With the output of the last post of this series, we established the base to be able to deliver a Serverless application independent of its needed IAM privileges. So let’s see how this will work out.

Last time, we just converted IAM statements from neat Serverless YAML syntax into the beloved bulky CloudFormation style. The goal or this week is to extract this into something that can be deployed independently.

Externalizing IAM

Serverless offers the possibility to use contents of files, either in a variable style of ${file(../config.json):attribute} or as a whole file. So let’s do the latter in our serverless.yml

service: fancy

provider:
  name: aws
  runtime: ruby2.5
  region: eu-west-1

package:
  exclude:
    - package*.json
    - node_modules/**

functions:
  fancy:
    description: Our fancy example Lambda
    handler: src/handler.main
    role: fancyRole
    
resources:
  - ${file(iam.yml)}

Simply putting the whole contents into this new file iam.yml will then work, just as the previous solution. We will have to do two small adjustments though: First off, we want to deploy the IAM part independently, so we cannot just reference the new role by role: fancyRole which only works within the same file. To decouple this, we already gave the role a fixed name in our last post (which usually asks for trouble on updates). Luckily, we can reference a role via its ARN as well. As we will need some CloudFormation variables for this and the serverless variable syntax produces conflicts, I like using the serverless-pseudo-parameters plugin for this. After including it, we can use ${} for serverless and #{} for AWS-type replacements.

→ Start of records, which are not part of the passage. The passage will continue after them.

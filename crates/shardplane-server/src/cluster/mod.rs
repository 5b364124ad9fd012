//! Cluster Module
//!
//! Everything that knows about index nodes:
//! - `registry`: live node catalog shared by the whole process
//! - `rendezvous`: highest-random-weight node selection
//! - `placement`: replica selection for reads/writes and candidate ordering
//! - `node`: the client interface to an index node and its variants
//! - `discovery`: reconciliation of membership reports into the registry

pub mod discovery;
pub mod node;
pub mod placement;
pub mod registry;
pub mod rendezvous;

pub use node::{NodeClient, NodeConnector};
pub use registry::{NodeRegistry, RegisteredNode};
pub use rendezvous::RendezvousHash;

# ... unchanged parts above ...

plugins:
  - serverless-pseudo-parameters

functions:
  fancy:
    description: Our fancy example Lambda
    handler: src/handler.main
    role: arn:aws:iam::#{AWS::AccountId}:role/fancyRole

resources:
  - ${file(iam.yml)}
  - Description: ${self:functions.fancy.description}

One final point in the snippet above is that the Description of our main SLS stack would be overwritten by any inside the potentially independent IAM stack. That’s the reason for the second resources statement, which just pulls in the Lambda description again. This kind of lookup syntax works across your whole serverless.yml configuration.

This way, we have a really independent IAM stack. But while we can deploy the IAM one on its own, we cannot use sls deploy later on because it will still include IAM. Basically, we would need to comment out that resources part and then could go ahead in our usual development cycle.